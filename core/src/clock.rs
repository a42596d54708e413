//! Session clock: owns session time and pause.
//!
//! Session time drives the countdown, the spawn cadence, the level banner and
//! the delayed lobby return. It stands still while paused. Wall-clock economy
//! timers (hourly refill, daily reward) never read it.

use crate::types::SessionTime;
use serde::{Deserialize, Serialize};

#[derive(Debug, Clone, Serialize, Deserialize, PartialEq, Default)]
pub struct SessionClock {
    pub now:    SessionTime,
    pub paused: bool,
}

impl SessionClock {
    pub fn new() -> Self {
        Self::default()
    }

    /// Advance by `dt` time units. Returns the new session time.
    /// Panics if called while paused; callers must check.
    pub fn advance(&mut self, dt: SessionTime) -> SessionTime {
        assert!(!self.paused, "advance() called on paused clock");
        if dt.is_finite() && dt > 0.0 {
            self.now += dt;
        }
        self.now
    }

    pub fn pause(&mut self)  { self.paused = true;  }
    pub fn resume(&mut self) { self.paused = false; }

    pub fn reset(&mut self) {
        *self = Self::new();
    }
}
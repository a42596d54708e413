//! Read-only view of the whole game for UI binding.
//!
//! Taken on demand; never persisted. Everything a widget shows comes from
//! here or from the events returned by the operations.

use crate::{
    session::{CountdownDisplay, SessionState},
    types::{Coins, Score, SessionTime},
};
use chrono::{DateTime, NaiveDate, Utc};
use serde::{Deserialize, Serialize};

#[derive(Debug, Clone, Serialize, Deserialize, PartialEq)]
pub struct ArcadeSnapshot {
    // Economy
    pub coins:              Coins,
    pub remaining_attempts: u32,
    pub high_score:         Score,
    pub login_day_index:    u32,
    pub last_claim_date:    Option<NaiveDate>,
    pub next_refill_time:   Option<DateTime<Utc>>,
    // Session
    pub state:              SessionState,
    pub score:              Score,
    pub level:              u32,
    pub spawn_interval:     SessionTime,
    pub countdown:          Option<CountdownDisplay>,
    pub level_banner:       Option<u32>,
    pub session_time:       SessionTime,
}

________________________________________

## Task goal:
Reproduce each line from the data that has "Serialize" in it.

## Answer space:
use serde::{Deserialize, Serialize};
#[derive(Debug, Clone, Serialize, Deserialize, PartialEq, Default)]
use serde::{Deserialize, Serialize};
#[derive(Debug, Clone, Serialize, Deserialize, PartialEq)]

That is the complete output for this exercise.